Records from a dataset:

<<<<

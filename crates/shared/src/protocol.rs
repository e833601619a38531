use std::{fmt, str::FromStr};

use serde::{Deserialize, Serialize};

use crate::{
    domain::{BufferAction, DirectoryListing},
    error::{ExceptionKind, ProtocolError},
};

#[derive(Debug, Clone, Copy, PartialEq, Eq, Hash, Serialize, Deserialize)]
#[serde(rename_all = "snake_case")]
pub enum Action {
    Chdir,
    ListDir,
    CreateDir,
    CreateFile,
    UpdatePerms,
    UpdateBuffer,
    PasteFiles,
    RemoveFiles,
    Pwd,
}

impl Action {
    pub const ALL: [Action; 9] = [
        Action::Chdir,
        Action::ListDir,
        Action::CreateDir,
        Action::CreateFile,
        Action::UpdatePerms,
        Action::UpdateBuffer,
        Action::PasteFiles,
        Action::RemoveFiles,
        Action::Pwd,
    ];

    pub fn as_str(self) -> &'static str {
        match self {
            Self::Chdir => "chdir",
            Self::ListDir => "list_dir",
            Self::CreateDir => "create_dir",
            Self::CreateFile => "create_file",
            Self::UpdatePerms => "update_perms",
            Self::UpdateBuffer => "update_buffer",
            Self::PasteFiles => "paste_files",
            Self::RemoveFiles => "remove_files",
            Self::Pwd => "pwd",
        }
    }
}

impl fmt::Display for Action {
    fn fmt(&self, f: &mut fmt::Formatter<'_>) -> fmt::Result {
        f.write_str(self.as_str())
    }
}

impl FromStr for Action {
    type Err = ExceptionKind;

    fn from_str(value: &str) -> Result<Self, Self::Err> {
        Self::ALL
            .into_iter()
            .find(|action| action.as_str() == value)
            .ok_or(ExceptionKind::UnknownAction)
    }
}

/// Client to server frame. The `do` field selects the action.
#[derive(Debug, Clone, PartialEq, Eq, Serialize, Deserialize)]
#[serde(tag = "do", rename_all = "snake_case")]
pub enum ClientRequest {
    Chdir {
        path: String,
        name: String,
    },
    ListDir {
        #[serde(default, skip_serializing_if = "Option::is_none")]
        path: Option<String>,
    },
    CreateDir {
        name: String,
    },
    CreateFile {
        name: String,
    },
    UpdatePerms {
        files: Vec<String>,
        mode: u32,
        #[serde(default)]
        recursive: bool,
    },
    UpdateBuffer {
        files: Vec<String>,
        action: BufferAction,
    },
    PasteFiles,
    RemoveFiles,
    Pwd,
}

impl ClientRequest {
    pub fn action(&self) -> Action {
        match self {
            Self::Chdir { .. } => Action::Chdir,
            Self::ListDir { .. } => Action::ListDir,
            Self::CreateDir { .. } => Action::CreateDir,
            Self::CreateFile { .. } => Action::CreateFile,
            Self::UpdatePerms { .. } => Action::UpdatePerms,
            Self::UpdateBuffer { .. } => Action::UpdateBuffer,
            Self::PasteFiles => Action::PasteFiles,
            Self::RemoveFiles => Action::RemoveFiles,
            Self::Pwd => Action::Pwd,
        }
    }

    pub fn encode(&self) -> Result<String, ProtocolError> {
        serde_json::to_string(self).map_err(ProtocolError::Encode)
    }
}

/// Either an operation error reported by the backend or the typed result.
#[derive(Debug, Clone, PartialEq, Eq, Serialize, Deserialize)]
#[serde(untagged)]
pub enum Outcome<T> {
    Failed { error: String },
    Done(T),
}

impl<T> Outcome<T> {
    pub fn failed(error: impl Into<String>) -> Self {
        Self::Failed {
            error: error.into(),
        }
    }
}

#[derive(Debug, Clone, PartialEq, Eq, Serialize, Deserialize)]
pub struct PathResult {
    pub result: String,
}

#[derive(Debug, Clone, PartialEq, Eq, Serialize, Deserialize)]
pub struct Created {
    pub result: bool,
}

#[derive(Debug, Clone, PartialEq, Eq, Serialize, Deserialize)]
pub struct Count {
    pub result: u64,
}

/// Count of affected files tagged with the clipboard action that produced it.
#[derive(Debug, Clone, PartialEq, Eq, Serialize, Deserialize)]
pub struct BufferCount {
    pub result: u64,
    pub action: BufferAction,
}

#[derive(Debug, Clone, PartialEq, Eq, Serialize, Deserialize)]
#[serde(tag = "action", content = "response", rename_all = "snake_case")]
pub enum ServerResponse {
    Chdir(Outcome<PathResult>),
    ListDir(DirectoryListing),
    CreateDir(Outcome<Created>),
    CreateFile(Outcome<Created>),
    UpdatePerms(Outcome<Count>),
    UpdateBuffer(Outcome<BufferCount>),
    PasteFiles(Outcome<BufferCount>),
    RemoveFiles(Outcome<Count>),
    Pwd(Outcome<PathResult>),
}

impl ServerResponse {
    pub fn action(&self) -> Action {
        match self {
            Self::Chdir(_) => Action::Chdir,
            Self::ListDir(_) => Action::ListDir,
            Self::CreateDir(_) => Action::CreateDir,
            Self::CreateFile(_) => Action::CreateFile,
            Self::UpdatePerms(_) => Action::UpdatePerms,
            Self::UpdateBuffer(_) => Action::UpdateBuffer,
            Self::PasteFiles(_) => Action::PasteFiles,
            Self::RemoveFiles(_) => Action::RemoveFiles,
            Self::Pwd(_) => Action::Pwd,
        }
    }
}

#[derive(Debug, Clone, PartialEq, Eq, Serialize, Deserialize)]
pub struct ProtocolException {
    #[serde(default, skip_serializing_if = "Option::is_none")]
    pub action: Option<Action>,
    pub exception: String,
}

impl ProtocolException {
    pub fn new(action: Option<Action>, kind: ExceptionKind) -> Self {
        Self {
            action,
            exception: kind.message().to_string(),
        }
    }
}

/// Server to client frame.
#[derive(Debug, Clone, PartialEq, Eq, Serialize, Deserialize)]
#[serde(untagged)]
pub enum ServerMessage {
    Response(ServerResponse),
    Exception(ProtocolException),
}

impl ServerMessage {
    pub fn action(&self) -> Option<Action> {
        match self {
            Self::Response(response) => Some(response.action()),
            Self::Exception(exception) => exception.action,
        }
    }

    pub fn decode(text: &str) -> Result<Self, ProtocolError> {
        let value: serde_json::Value =
            serde_json::from_str(text).map_err(ProtocolError::InvalidJson)?;
        serde_json::from_value(value).map_err(ProtocolError::SchemaMismatch)
    }

    pub fn encode(&self) -> Result<String, ProtocolError> {
        serde_json::to_string(self).map_err(ProtocolError::Encode)
    }
}

impl From<ServerResponse> for ServerMessage {
    fn from(value: ServerResponse) -> Self {
        Self::Response(value)
    }
}

impl From<ProtocolException> for ServerMessage {
    fn from(value: ProtocolException) -> Self {
        Self::Exception(value)
    }
}

#[cfg(test)]
#[path = "tests/protocol_tests.rs"]
mod tests;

>>>>

**Exercise:** All of the data must be set down again exactly.

**Response area:**
filename crates/shared/src/protocol.rs
repository e833601619a38531
use std::{fmt, str::FromStr};

use serde::{Deserialize, Serialize};

use crate::{
    domain::{BufferAction, DirectoryListing},
    error::{ExceptionKind, ProtocolError},
};

#[derive(Debug, Clone, Copy, PartialEq, Eq, Hash, Serialize, Deserialize)]
#[serde(rename_all = "snake_case")]
pub enum Action {
    Chdir,
    ListDir,
    CreateDir,
    CreateFile,
    UpdatePerms,
    UpdateBuffer,
    PasteFiles,
    RemoveFiles,
    Pwd,
}

impl Action {
    pub const ALL: [Action; 9] = [
        Action::Chdir,
        Action::ListDir,
        Action::CreateDir,
        Action::CreateFile,
        Action::UpdatePerms,
        Action::UpdateBuffer,
        Action::PasteFiles,
        Action::RemoveFiles,
        Action::Pwd,
    ];

    pub fn as_str(self) -> &'static str {
        match self {
            Self::Chdir => "chdir",
            Self::ListDir => "list_dir",
            Self::CreateDir => "create_dir",
            Self::CreateFile => "create_file",
            Self::UpdatePerms => "update_perms",
            Self::UpdateBuffer => "update_buffer",
            Self::PasteFiles => "paste_files",
            Self::RemoveFiles => "remove_files",
            Self::Pwd => "pwd",
        }
    }
}

impl fmt::Display for Action {
    fn fmt(&self, f: &mut fmt::Formatter<'_>) -> fmt::Result {
        f.write_str(self.as_str())
    }
}

impl FromStr for Action {
    type Err = ExceptionKind;

    fn from_str(value: &str) -> Result<Self, Self::Err> {
        Self::ALL
            .into_iter()
            .find(|action| action.as_str() == value)
            .ok_or(ExceptionKind::UnknownAction)
    }
}

/// Client to server frame. The `do` field selects the action.
#[derive(Debug, Clone, PartialEq, Eq, Serialize, Deserialize)]
#[serde(tag = "do", rename_all = "snake_case")]
pub enum ClientRequest {
    Chdir {
        path: String,
        name: String,
    },
    ListDir {
        #[serde(default, skip_serializing_if = "Option::is_none")]
        path: Option<String>,
    },
    CreateDir {
        name: String,
    },
    CreateFile {
        name: String,
    },
    UpdatePerms {
        files: Vec<String>,
        mode: u32,
        #[serde(default)]
        recursive: bool,
    },
    UpdateBuffer {
        files: Vec<String>,
        action: BufferAction,
    },
    PasteFiles,
    RemoveFiles,
    Pwd,
}

impl ClientRequest {
    pub fn action(&self) -> Action {
        match self {
            Self::Chdir { .. } => Action::Chdir,
            Self::ListDir { .. } => Action::ListDir,
            Self::CreateDir { .. } => Action::CreateDir,
            Self::CreateFile { .. } => Action::CreateFile,
            Self::UpdatePerms { .. } => Action::UpdatePerms,
            Self::UpdateBuffer { .. } => Action::UpdateBuffer,
            Self::PasteFiles => Action::PasteFiles,
            Self::RemoveFiles => Action::RemoveFiles,
            Self::Pwd => Action::Pwd,
        }
    }

    pub fn encode(&self) -> Result<String, ProtocolError> {
        serde_json::to_string(self).map_err(ProtocolError::Encode)
    }
}

/// Either an operation error reported by the backend or the typed result.
#[derive(Debug, Clone, PartialEq, Eq, Serialize, Deserialize)]
#[serde(untagged)]
pub enum Outcome<T> {
    Failed { error: String },
    Done(T),
}

impl<T> Outcome<T> {
    pub fn failed(error: impl Into<String>) -> Self {
        Self::Failed {
            error: error.into(),
        }
    }
}

#[derive(Debug, Clone, PartialEq, Eq, Serialize, Deserialize)]
pub struct PathResult {
    pub result: String,
}

#[derive(Debug, Clone, PartialEq, Eq, Serialize, Deserialize)]
pub struct Created {
    pub result: bool,
}

#[derive(Debug, Clone, PartialEq, Eq, Serialize, Deserialize)]
pub struct Count {
    pub result: u64,
}

/// Count of affected files tagged with the clipboard action that produced it.
#[derive(Debug, Clone, PartialEq, Eq, Serialize, Deserialize)]
pub struct BufferCount {
    pub result: u64,
    pub action: BufferAction,
}

#[derive(Debug, Clone, PartialEq, Eq, Serialize, Deserialize)]
#[serde(tag = "action", content = "response", rename_all = "snake_case")]
pub enum ServerResponse {
    Chdir(Outcome<PathResult>),
    ListDir(DirectoryListing),
    CreateDir(Outcome<Created>),
    CreateFile(Outcome<Created>),
    UpdatePerms(Outcome<Count>),
    UpdateBuffer(Outcome<BufferCount>),
    PasteFiles(Outcome<BufferCount>),
    RemoveFiles(Outcome<Count>),
    Pwd(Outcome<PathResult>),
}

impl ServerResponse {
    pub fn action(&self) -> Action {
        match self {
            Self::Chdir(_) => Action::Chdir,
            Self::ListDir(_) => Action::ListDir,
            Self::CreateDir(_) => Action::CreateDir,
            Self::CreateFile(_) => Action::CreateFile,
            Self::UpdatePerms(_) => Action::UpdatePerms,
            Self::UpdateBuffer(_) => Action::UpdateBuffer,
            Self::PasteFiles(_) => Action::PasteFiles,
            Self::RemoveFiles(_) => Action::RemoveFiles,
            Self::Pwd(_) => Action::Pwd,
        }
    }
}

#[derive(Debug, Clone, PartialEq, Eq, Serialize, Deserialize)]
pub struct ProtocolException {
    #[serde(default, skip_serializing_if = "Option::is_none")]
    pub action: Option<Action>,
    pub exception: String,
}

impl ProtocolException {
    pub fn new(action: Option<Action>, kind: ExceptionKind) -> Self {
        Self {
            action,
            exception: kind.message().to_string(),
        }
    }
}

/// Server to client frame.
#[derive(Debug, Clone, PartialEq, Eq, Serialize, Deserialize)]
#[serde(untagged)]
pub enum ServerMessage {
    Response(ServerResponse),
    Exception(ProtocolException),
}

impl ServerMessage {
    pub fn action(&self) -> Option<Action> {
        match self {
            Self::Response(response) => Some(response.action()),
            Self::Exception(exception) => exception.action,
        }
    }

    pub fn decode(text: &str) -> Result<Self, ProtocolError> {
        let value: serde_json::Value =
            serde_json::from_str(text).map_err(ProtocolError::InvalidJson)?;
        serde_json::from_value(value).map_err(ProtocolError::SchemaMismatch)
    }

    pub fn encode(&self) -> Result<String, ProtocolError> {
        serde_json::to_string(self).map_err(ProtocolError::Encode)
    }
}

impl From<ServerResponse> for ServerMessage {
    fn from(value: ServerResponse) -> Self {
        Self::Response(value)
    }
}

impl From<ProtocolException> for ServerMessage {
    fn from(value: ProtocolException) -> Self {
        Self::Exception(value)
    }
}

#[cfg(test)]
#[path = "tests/protocol_tests.rs"]
mod tests;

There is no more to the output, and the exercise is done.